Example: Control groups, or cgroups, are a feature of the Linux kernel that allow you to limit the access processes and containers have to system resources. We can configure some limits directly from the Docker command line:

# docker run -it --memory=2G --memory-swap=3G ubuntu bash 

This will limit the container to 2GB main memory, 3GB total (main + swap). To check that this is working, we can run a load simulator; for example, the stress program present in the Ubuntu repositories:

root@e05a311b401e:/# stress -m 4 --vm-bytes 8G 

You will see a "FAILED" notification from the stress output. If you tail the syslog on the hosting machine, you will be able to read something similar to:

Aug 15 12:09:03 host kernel: [1340695.340552] Memory cgroup out of memory: Kill process 22607 (stress) score 210 or sacrifice child
Aug 15 12:09:03 host kernel: [1340695.340556] Killed process 22607 (stress) total-vm:8396092kB, anon-rss:363184kB, file-rss:176kB, shmem-rss:0kB

Using Docker stats, you can check current memory usage and limits. If you are using Kubernetes, you can actually book the resources that your application needs to run properly and define maximum limits using requests and limits on each pod definition:

 - name: wp
   image: wordpress
       memory: "64Mi"
       cpu: "250m"
       memory: "128Mi"
       cpu: "500m"


Static Vulnerability Scanning

Containers are isolated black boxes: if they are doing their work as expected, it’s easy to forget which software and version is specifically running inside. Maybe a container is performing like a charm from the operational point of view, but it’s running version X.Y.Z of the web server, which happens to suffer from a critical security flaw. This flaw was fixed long ago upstream, but not in your local image. This kind of problem can go unnoticed for a long time if you don’t take the appropriate measures.

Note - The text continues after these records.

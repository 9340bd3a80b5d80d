/*
 * Copyright (c) 2003-2023. Trevor Campbell and others.
 *
 * This file is part of Kelpie Flight Route.
 *
 * Kelpie Flight Route is free software; you can redistribute it and/or modify
 * it under the terms of the GNU General Public License as published by
 * the Free Software Foundation; either version 2 of the License, or
 * (at your option) any later version.
 *
 * Kelpie Flight Route is distributed in the hope that it will be useful,
 * but WITHOUT ANY WARRANTY; without even the implied warranty of
 * MERCHANTABILITY or FITNESS FOR A PARTICULAR PURPOSE.  See the
 * GNU General Public License for more details.
 *
 * You should have received a copy of the GNU General Public License
 * along with Kelpie Flight Route; if not, write to the Free Software
 * Foundation, Inc., 59 Temple Place, Suite 330, Boston, MA  02111-1307  USA
 *
 * Contributors:
 *      Trevor Campbell
 *
 */

//! Physical quantities used by the route computations.
//!
//! Every quantity stores its magnitude in one canonical SI unit and offers
//! named constructors and accessors for the aviation units we deal with.
//! A NaN magnitude means "unknown". It is the `Default` and it propagates
//! through all arithmetic, so a missing input simply turns into an unknown
//! output instead of an error.

pub(crate) const METERS_PER_NM: f64 = 1852.0;
pub(crate) const METERS_PER_FOOT: f64 = 0.3048;
pub(crate) const SECONDS_PER_HOUR: f64 = 3600.0;

// Shared plumbing for the quantity newtypes. Each type wraps a single f64.
macro_rules! quantity {
    ($name:ident) => {
        impl $name {
            /// True unless the magnitude is NaN or infinite.
            pub fn is_finite(&self) -> bool {
                self.0.is_finite()
            }

            pub fn is_negative(&self) -> bool {
                self.0 < 0.0
            }
        }

        impl Default for $name {
            fn default() -> Self {
                Self(f64::NAN)
            }
        }

        impl ::std::ops::Add for $name {
            type Output = $name;

            fn add(self, rhs: Self) -> Self::Output {
                Self(self.0 + rhs.0)
            }
        }

        impl ::std::ops::AddAssign for $name {
            fn add_assign(&mut self, rhs: Self) {
                self.0 += rhs.0;
            }
        }

        impl ::std::ops::Sub for $name {
            type Output = $name;

            fn sub(self, rhs: Self) -> Self::Output {
                Self(self.0 - rhs.0)
            }
        }

        impl ::std::ops::Neg for $name {
            type Output = $name;

            fn neg(self) -> Self::Output {
                Self(-self.0)
            }
        }

        impl ::std::ops::Mul<f64> for $name {
            type Output = $name;

            fn mul(self, rhs: f64) -> Self::Output {
                Self(self.0 * rhs)
            }
        }

        impl ::std::ops::Mul<$name> for f64 {
            type Output = $name;

            fn mul(self, rhs: $name) -> Self::Output {
                $name(self * rhs.0)
            }
        }
    };
}

mod angle;
mod distance;
mod speed;
mod time;

pub use angle::Angle;
pub use distance::Distance;
pub use speed::Speed;
pub use time::Time;
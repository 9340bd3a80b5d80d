use crate::earth::coordinate::Coordinate;
use crate::model::waypoint::Waypoint;

pub const FEATURE_EDTF: &str = r#"{
    "type": "Feature",
    "geometry": {"type": "Point", "coordinates": [7.8325, 48.0225, 244.0]},
    "properties": {
        "NAM": "Freiburg",
        "COD": "EDTF",
        "ELE": 801,
        "COM": "119.000",
        "RWY": ["16", "34"],
        "CAT": "AD-PAVED",
        "TYP": "AD"
    }
}"#;

pub fn make_navaid(name: &str, code: &str, cat: &str, lat: f64, lon: f64) -> Waypoint {
    Waypoint::default()
        .with_coordinate(Coordinate::new(lat, lon))
        .with_property("NAM", name)
        .with_property("COD", code)
        .with_property("CAT", cat)
        .with_property("TYP", "NAV")
}

pub fn make_waypoint(lat: f64, lon: f64) -> Waypoint {
    Waypoint::from_coordinate(Coordinate::new(lat, lon))
}

pub fn is_between(variable: f64, bottom: f64, top: f64) -> bool {
    variable >= bottom && variable <= top
}
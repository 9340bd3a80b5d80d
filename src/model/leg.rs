/*
 * Copyright (c) 2003-2023. Trevor Campbell and others.
 *
 * This file is part of Kelpie Flight Route.
 *
 * Kelpie Flight Route is free software; you can redistribute it and/or modify
 * it under the terms of the GNU General Public License as published by
 * the Free Software Foundation; either version 2 of the License, or
 * (at your option) any later version.
 *
 * Kelpie Flight Route is distributed in the hope that it will be useful,
 * but WITHOUT ANY WARRANTY; without even the implied warranty of
 * MERCHANTABILITY or FITNESS FOR A PARTICULAR PURPOSE.  See the
 * GNU General Public License for more details.
 *
 * You should have received a copy of the GNU General Public License
 * along with Kelpie Flight Route; if not, write to the Free Software
 * Foundation, Inc., 59 Temple Place, Suite 330, Boston, MA  02111-1307  USA
 *
 * Contributors:
 *      Trevor Campbell
 *
 */

use std::rc::{Rc, Weak};

use crate::model::aircraft::Aircraft;
use crate::model::waypoint::Waypoint;
use crate::model::wind::Wind;
use crate::units::{Angle, Distance, Speed, Time};
use crate::util::distance_format::DistanceFormat;

/// Below this length the course between two points is not meaningful.
pub const MIN_LEG_LENGTH: Distance = Distance::from_m(100.0);

// Above this ratio of wind speed to true air speed the wind triangle is not solved
const MAX_WIND_RATIO: f64 = 0.75;

/// The straight segment between two consecutive waypoints of a route.
///
/// A leg keeps its own copies of the end points. Aircraft and wind are looked up
/// on every call, so the figures follow changes to either without rebuilding the
/// leg. A provider that has gone away counts as missing data.
#[derive(Debug, Clone)]
pub struct Leg {
    start: Waypoint,
    end: Waypoint,
    aircraft: Weak<Aircraft>,
    wind: Weak<Wind>,
}

// Inputs of the wind triangle, all known
struct WindTriangle {
    tas: Speed,
    wind_speed: Speed,
    wind_direction: Angle,
    fuel_consumption: f64,
}

impl Leg {
    pub fn new(start: Waypoint, end: Waypoint, aircraft: Weak<Aircraft>, wind: Weak<Wind>) -> Self {
        Self {
            start,
            end,
            aircraft,
            wind,
        }
    }

    pub fn start(&self) -> &Waypoint {
        &self.start
    }

    pub fn end(&self) -> &Waypoint {
        &self.end
    }

    pub fn is_valid(&self) -> bool {
        self.start.is_valid() && self.end.is_valid()
    }

    /// Great circle distance, zero for an invalid leg.
    pub fn distance(&self) -> Distance {
        if !self.is_valid() {
            return Distance::from_m(0.0);
        }
        self.start.coordinate().distance_to(self.end.coordinate())
    }

    /// True course, unknown for an invalid leg or one shorter than `MIN_LEG_LENGTH`.
    pub fn tc(&self) -> Angle {
        if !self.is_valid() || self.distance() < MIN_LEG_LENGTH {
            return Angle::default();
        }
        self.start.coordinate().bearing_to(self.end.coordinate())
    }

    pub fn has_data_for_wind_triangle(&self) -> bool {
        self.wind_triangle().is_some()
    }

    fn wind_triangle(&self) -> Option<WindTriangle> {
        let aircraft = self.aircraft.upgrade()?;
        let wind = self.wind.upgrade()?;
        let triangle = WindTriangle {
            tas: aircraft.get_cruise_speed(),
            wind_speed: wind.get_speed(),
            wind_direction: wind.get_direction(),
            fuel_consumption: aircraft.get_fuel_consumption(),
        };
        if !triangle.tas.is_finite()
            || !triangle.wind_speed.is_finite()
            || !triangle.wind_direction.is_finite()
        {
            return None;
        }
        if triangle.wind_speed > triangle.tas * MAX_WIND_RATIO {
            return None;
        }
        Some(triangle)
    }

    /// Wind correction angle
    pub fn wca(&self) -> Angle {
        let Some(w) = self.wind_triangle() else {
            return Angle::default();
        };
        let ratio = w.wind_speed / w.tas;
        Angle::asin(-Angle::sin(self.tc() - w.wind_direction) * ratio)
    }

    /// True heading
    pub fn th(&self) -> Angle {
        self.tc() + self.wca()
    }

    /// Ground speed
    pub fn gs(&self) -> Speed {
        let Some(w) = self.wind_triangle() else {
            return Speed::default();
        };
        let tas = w.tas.to_mps();
        let ws = w.wind_speed.to_mps();
        let cos = Angle::cos(w.wind_direction - self.th());
        Speed::from_mps((tas * tas + ws * ws - 2.0 * tas * ws * cos).sqrt())
    }

    pub fn time(&self) -> Time {
        self.distance() / self.gs()
    }

    /// Fuel used on the leg, in liters
    pub fn fuel(&self) -> f64 {
        let Some(w) = self.wind_triangle() else {
            return f64::NAN;
        };
        w.fuel_consumption * self.time().to_h()
    }

    /// One line summary, e.g. "60.0 NM • 0:30 h • TC 90° • TH 85°".
    /// Unknown figures are left out; an invalid leg gives an empty string.
    pub fn description(&self) -> String {
        if !self.is_valid() {
            return "".to_string();
        }
        let mut parts = vec![DistanceFormat::new("NM").format(&self.distance())];
        let time = self.time();
        if time.is_finite() {
            parts.push(format!("{} h", time.to_hours_and_minutes()));
        }
        let tc = self.tc();
        if tc.is_finite() {
            parts.push(format!("TC {}°", whole_degrees(tc)));
        }
        let th = self.th();
        if th.is_finite() {
            parts.push(format!("TH {}°", whole_degrees(th)));
        }
        parts.join(" • ")
    }
}

fn whole_degrees(angle: Angle) -> i32 {
    angle.to_normalized_deg().round() as i32 % 360
}

/// Builds the legs joining each waypoint to the next.
pub(crate) fn legs_between(
    waypoints: &[Waypoint],
    aircraft: &Weak<Aircraft>,
    wind: &Weak<Wind>,
) -> Vec<Leg> {
    waypoints
        .windows(2)
        .map(|pair| Leg::new(pair[0].clone(), pair[1].clone(), aircraft.clone(), wind.clone()))
        .collect()
}

/// Convenience for callers holding strong references.
pub fn leg_with(start: &Waypoint, end: &Waypoint, aircraft: &Rc<Aircraft>, wind: &Rc<Wind>) -> Leg {
    Leg::new(
        start.clone(),
        end.clone(),
        Rc::downgrade(aircraft),
        Rc::downgrade(wind),
    )
}
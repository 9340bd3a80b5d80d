/*
 * Copyright (c) 2003-2023. Trevor Campbell and others.
 *
 * This file is part of Kelpie Flight Route.
 *
 * Kelpie Flight Route is free software; you can redistribute it and/or modify
 * it under the terms of the GNU General Public License as published by
 * the Free Software Foundation; either version 2 of the License, or
 * (at your option) any later version.
 *
 * Kelpie Flight Route is distributed in the hope that it will be useful,
 * but WITHOUT ANY WARRANTY; without even the implied warranty of
 * MERCHANTABILITY or FITNESS FOR A PARTICULAR PURPOSE.  See the
 * GNU General Public License for more details.
 *
 * You should have received a copy of the GNU General Public License
 * along with Kelpie Flight Route; if not, write to the Free Software
 * Foundation, Inc., 59 Temple Place, Suite 330, Boston, MA  02111-1307  USA
 *
 * Contributors:
 *      Trevor Campbell
 *
 */

//! Big-endian primitives for the binary route file.
//!
//! Everything is written in network byte order. Strings are a u32 byte
//! length followed by UTF-8.

use std::io::{self, Read, Write};

/// Longest string we are prepared to read back. Anything longer is a corrupt
/// length prefix rather than a real property.
const MAX_STRING_LEN: u32 = 1 << 20;

#[derive(Debug, thiserror::Error)]
pub enum CodecError {
    #[error("unexpected end of stream")]
    UnexpectedEof,
    #[error("IO error: {0}")]
    Io(io::Error),
    #[error("unsupported stream version {found}, expected {expected}")]
    Version { expected: u16, found: u16 },
    #[error("string of {0} bytes exceeds limit")]
    StringTooLong(u32),
    #[error("invalid UTF-8 in string: {0}")]
    Utf8(#[from] std::string::FromUtf8Error),
    #[error("unknown value tag {0}")]
    UnknownTag(u8),
    #[error("record does not hold a valid waypoint")]
    InvalidRecord,
}

impl From<io::Error> for CodecError {
    fn from(e: io::Error) -> Self {
        if e.kind() == io::ErrorKind::UnexpectedEof {
            CodecError::UnexpectedEof
        } else {
            CodecError::Io(e)
        }
    }
}

pub type Result<T> = std::result::Result<T, CodecError>;

pub fn write_u8<W: Write>(w: &mut W, v: u8) -> Result<()> {
    w.write_all(&[v])?;
    Ok(())
}

pub fn write_u16<W: Write>(w: &mut W, v: u16) -> Result<()> {
    w.write_all(&v.to_be_bytes())?;
    Ok(())
}

pub fn write_u32<W: Write>(w: &mut W, v: u32) -> Result<()> {
    w.write_all(&v.to_be_bytes())?;
    Ok(())
}

pub fn write_i64<W: Write>(w: &mut W, v: i64) -> Result<()> {
    w.write_all(&v.to_be_bytes())?;
    Ok(())
}

pub fn write_f64<W: Write>(w: &mut W, v: f64) -> Result<()> {
    w.write_all(&v.to_be_bytes())?;
    Ok(())
}

pub fn write_string<W: Write>(w: &mut W, s: &str) -> Result<()> {
    let len = u32::try_from(s.len()).map_err(|_| CodecError::StringTooLong(u32::MAX))?;
    write_u32(w, len)?;
    w.write_all(s.as_bytes())?;
    Ok(())
}

pub fn read_u8<R: Read>(r: &mut R) -> Result<u8> {
    let mut buf = [0u8; 1];
    r.read_exact(&mut buf)?;
    Ok(buf[0])
}

pub fn read_u16<R: Read>(r: &mut R) -> Result<u16> {
    let mut buf = [0u8; 2];
    r.read_exact(&mut buf)?;
    Ok(u16::from_be_bytes(buf))
}

pub fn read_u32<R: Read>(r: &mut R) -> Result<u32> {
    let mut buf = [0u8; 4];
    r.read_exact(&mut buf)?;
    Ok(u32::from_be_bytes(buf))
}

pub fn read_i64<R: Read>(r: &mut R) -> Result<i64> {
    let mut buf = [0u8; 8];
    r.read_exact(&mut buf)?;
    Ok(i64::from_be_bytes(buf))
}

pub fn read_f64<R: Read>(r: &mut R) -> Result<f64> {
    let mut buf = [0u8; 8];
    r.read_exact(&mut buf)?;
    Ok(f64::from_be_bytes(buf))
}

pub fn read_string<R: Read>(r: &mut R) -> Result<String> {
    let len = read_u32(r)?;
    if len > MAX_STRING_LEN {
        return Err(CodecError::StringTooLong(len));
    }
    let mut buf = vec![0u8; len as usize];
    r.read_exact(&mut buf)?;
    Ok(String::from_utf8(buf)?)
}

/// Reads a version tag and checks it against the one we understand.
pub fn expect_version<R: Read>(r: &mut R, expected: u16) -> Result<()> {
    let found = read_u16(r)?;
    if found != expected {
        return Err(CodecError::Version { expected, found });
    }
    Ok(())
}
/*
 * Copyright (c) 2003-2023. Trevor Campbell and others.
 */
use std::fs::{self, File};
use std::io::{Read, Write};
use std::path::{Path, PathBuf};

use log::{error, info, warn};
use yaml_rust::yaml::Hash;
use yaml_rust::{Yaml, YamlEmitter, YamlLoader};

use crate::model::aircraft::Aircraft;
use crate::preference::APP_INFO;

static DEFAULT_AICRAFT: &str = "---
- cruise-speed: 110
  fuel-consumption: 30
  is-default: true
  name: Cessna C-172
- cruise-speed: 95
  fuel-consumption: 22
  is-default: false
  name: Piper PA-28 Cherokee
- cruise-speed: 85
  fuel-consumption: 15
  is-default: false
  name: Aquila A210
";

const KEY_NAME: &str = "name";
const KEY_CRUISE_SPEED: &str = "cruise-speed";
const KEY_FUEL_CONSUMPTION: &str = "fuel-consumption";
const KEY_IS_DEFAULT: &str = "is-default";

/// One aircraft as stored in the hangar file.
#[derive(Debug, Clone, PartialEq)]
pub struct AircraftProfile {
    pub name: String,
    pub cruise_speed_kt: f64,
    pub fuel_consumption_lph: f64,
    pub is_default: bool,
}

impl AircraftProfile {
    pub fn to_aircraft(&self) -> Aircraft {
        Aircraft::new(
            self.name.clone(),
            self.cruise_speed_kt,
            self.fuel_consumption_lph,
        )
    }
}

// This is where all the planes live.
pub struct Hangar {
    aircraft: Vec<AircraftProfile>,
}

impl Hangar {
    /// Loads the hangar file from the user's config directory, or the built in
    /// aircraft if there is none.
    pub fn load() -> Hangar {
        match get_hangar_path() {
            Some(path) => Self::load_from(&path),
            None => Self::from_profiles(parse_hangar(DEFAULT_AICRAFT)),
        }
    }

    pub fn load_from(path: &Path) -> Hangar {
        Self::from_profiles(load_hangar(path))
    }

    pub fn from_profiles(aircraft: Vec<AircraftProfile>) -> Hangar {
        Hangar { aircraft }
    }

    pub fn get_default_aircraft(&self) -> Option<&AircraftProfile> {
        self.aircraft
            .iter()
            .find(|a| a.is_default)
            .or_else(|| self.aircraft.first())
    }

    pub fn get_all(&self) -> &[AircraftProfile] {
        &self.aircraft
    }

    pub fn get(&self, name: &str) -> Option<&AircraftProfile> {
        self.aircraft.iter().find(|a| a.name == name)
    }

    pub fn save_to(&self, path: &Path) {
        save_hangar(path, &self.aircraft);
    }
}

// Load aircraft from yaml file
pub fn load_hangar(path: &Path) -> Vec<AircraftProfile> {
    let mut contents = String::new();
    match File::open(path) {
        Ok(mut file) => {
            if let Err(e) = file.read_to_string(&mut contents) {
                warn!("Unable to read aircraft config {:?}: {}", path, e);
                contents = DEFAULT_AICRAFT.to_string();
            }
        }
        Err(_) => {
            contents = DEFAULT_AICRAFT.to_string();
        }
    }
    parse_hangar(&contents)
}

pub fn parse_hangar(contents: &str) -> Vec<AircraftProfile> {
    let mut hangar: Vec<AircraftProfile> = Vec::new();

    let docs = match YamlLoader::load_from_str(contents) {
        Ok(docs) => docs,
        Err(e) => {
            warn!("Unable to parse aircraft config: {}", e);
            return hangar;
        }
    };
    for doc in docs {
        if let Some(all) = doc.as_vec() {
            for each in all {
                if let Some(map) = each.as_hash() {
                    hangar.push(AircraftProfile {
                        name: get_string(map, KEY_NAME),
                        cruise_speed_kt: get_f64(map, KEY_CRUISE_SPEED),
                        fuel_consumption_lph: get_f64(map, KEY_FUEL_CONSUMPTION),
                        is_default: get_bool(map, KEY_IS_DEFAULT),
                    });
                }
            }
        }
    }
    info!("Loaded {} aircraft", hangar.len());
    hangar
}

fn get_bool(map: &Hash, key: &str) -> bool {
    map.get(&Yaml::String(key.to_string()))
        .unwrap_or(&Yaml::Boolean(false))
        .as_bool()
        .unwrap_or(false)
}

// Integers and reals are both accepted, anything else is unknown
fn get_f64(map: &Hash, key: &str) -> f64 {
    match map.get(&Yaml::String(key.to_string())) {
        Some(Yaml::Integer(i)) => *i as f64,
        Some(y @ Yaml::Real(_)) => y.as_f64().unwrap_or(f64::NAN),
        _ => f64::NAN,
    }
}

fn get_string(map: &Hash, key: &str) -> String {
    map.get(&Yaml::String(key.to_string()))
        .unwrap_or(&Yaml::String("".to_string()))
        .as_str()
        .unwrap_or("")
        .to_string()
}

pub fn save_hangar(path: &Path, all: &[AircraftProfile]) {
    let mut vec = Vec::new();

    for a in all.iter() {
        let mut inner_map = Hash::new();
        put_string(&mut inner_map, KEY_NAME, &a.name);
        put_f64(&mut inner_map, KEY_CRUISE_SPEED, a.cruise_speed_kt);
        put_f64(&mut inner_map, KEY_FUEL_CONSUMPTION, a.fuel_consumption_lph);
        put_bool(&mut inner_map, KEY_IS_DEFAULT, a.is_default);
        vec.push(Yaml::Hash(inner_map));
    }
    let doc = Yaml::Array(vec);

    let mut out_str = String::new();
    let mut emitter = YamlEmitter::new(&mut out_str);
    if let Err(err) = emitter.dump(&doc) {
        error!("Unable to write aircraft config : {:?}", err);
        return;
    }

    if let Some(parent) = path.parent() {
        if let Err(err) = fs::create_dir_all(parent) {
            warn!("Unable to create {:?} : {}", parent, err);
        }
    }
    match File::create(path) {
        Ok(mut f) => match f.write_all(out_str.as_bytes()) {
            Ok(_) => {}
            Err(err) => {
                warn!("Unable to save aircraft config : {}", err);
            }
        },
        Err(err) => {
            error!("Unable to save aircraft config : {}", err);
        }
    }
}

fn put_bool(map: &mut Hash, key: &str, v: bool) {
    map.insert(Yaml::String(key.to_string()), Yaml::Boolean(v));
}

// Whole numbers are written as integers so the file stays readable
fn put_f64(map: &mut Hash, key: &str, v: f64) {
    let value = if v.is_finite() && v.fract() == 0.0 {
        Yaml::Integer(v as i64)
    } else {
        Yaml::Real(v.to_string())
    };
    map.insert(Yaml::String(key.to_string()), value);
}

fn put_string(map: &mut Hash, key: &str, v: &str) {
    map.insert(Yaml::String(key.to_string()), Yaml::String(v.to_string()));
}

pub fn get_hangar_path() -> Option<PathBuf> {
    dirs_next::config_dir().map(|dir| dir.join(APP_INFO.name).join("aircraft.yaml"))
}

#[cfg(test)]
mod tests {
    use tempfile::tempdir;

    use super::{parse_hangar, save_hangar, AircraftProfile, Hangar, DEFAULT_AICRAFT};

    #[test]
    fn test_default_hangar() {
        let hangar = Hangar::from_profiles(parse_hangar(DEFAULT_AICRAFT));
        assert_eq!(hangar.get_all().len(), 3);
        let default = hangar.get_default_aircraft().unwrap();
        assert_eq!(default.name, "Cessna C-172");
        assert_eq!(default.cruise_speed_kt, 110.0);
        assert_eq!(default.fuel_consumption_lph, 30.0);
        assert!(hangar.get("Aquila A210").is_some());
        assert!(hangar.get("Concorde").is_none());
    }

    #[test]
    fn test_missing_values() {
        let profiles = parse_hangar("- name: Glider\n  cruise-speed: 52.5\n");
        assert_eq!(profiles.len(), 1);
        assert_eq!(profiles[0].cruise_speed_kt, 52.5);
        assert!(profiles[0].fuel_consumption_lph.is_nan());
        assert!(!profiles[0].is_default);

        let aircraft = profiles[0].to_aircraft();
        assert_eq!(aircraft.get_name(), "Glider");
        assert!(aircraft.get_fuel_consumption().is_nan());
    }

    #[test]
    fn test_first_is_default_when_none_marked() {
        let hangar = Hangar::from_profiles(parse_hangar(
            "- name: A\n  cruise-speed: 100\n- name: B\n  cruise-speed: 120\n",
        ));
        assert_eq!(hangar.get_default_aircraft().unwrap().name, "A");
        assert!(Hangar::from_profiles(vec![]).get_default_aircraft().is_none());
    }

    #[test]
    fn test_save_and_load() {
        let dir = tempdir().unwrap();
        let path = dir.path().join("config").join("aircraft.yaml");
        let profiles = vec![AircraftProfile {
            name: "Robin DR400".to_string(),
            cruise_speed_kt: 125.0,
            fuel_consumption_lph: 37.5,
            is_default: true,
        }];
        save_hangar(&path, &profiles);
        let hangar = Hangar::load_from(&path);
        assert_eq!(hangar.get_all(), profiles.as_slice());
    }

    #[test]
    fn test_missing_file_gives_defaults() {
        let dir = tempdir().unwrap();
        let hangar = Hangar::load_from(&dir.path().join("nothing.yaml"));
        assert_eq!(hangar.get_all().len(), 3);
    }
}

Best practices: Picturing the containers as immutable atomic units is really nice for architecture design, but from the security perspective, you need to regularly inspect their contents:

  • Update and rebuild your images periodically to grab the newest security patches. Of course, you will also need a pre-production testbench to make sure these updates are not breaking production.
  • Live-patching containers is usually considered a bad practice. The pattern is to rebuild the entire image with each update. Docker has declarative, efficient, easy-to-understand build systems, so this is easier than it may sound at first.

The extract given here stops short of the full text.